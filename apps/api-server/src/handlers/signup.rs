//! Account creation at the identity provider.

use actix_web::{HttpResponse, web};

use solace_core::DomainError;
use solace_shared::dto::{SignupRequest, SignupResponse};

use crate::middleware::error::{AppError, AppResult};
use crate::state::AppState;

/// POST /signup
pub async fn signup(
    state: web::Data<AppState>,
    body: web::Json<SignupRequest>,
) -> AppResult<HttpResponse> {
    let req = body.into_inner();
    if req.email.trim().is_empty() || req.password.is_empty() {
        return Err(AppError::BadRequest(
            "Email and password are required".to_string(),
        ));
    }

    let uid = state
        .within_deadline(async {
            state
                .identity
                .create_credential(&req.email, &req.password)
                .await
                .map_err(DomainError::from)
        })
        .await?;

    Ok(HttpResponse::Created().json(SignupResponse {
        message: "User created successfully".to_string(),
        uid,
    }))
}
------
Your objective — Find the number of lines in the entries above that hold the string "DomainError", and write only that number.

Solution to this task — 2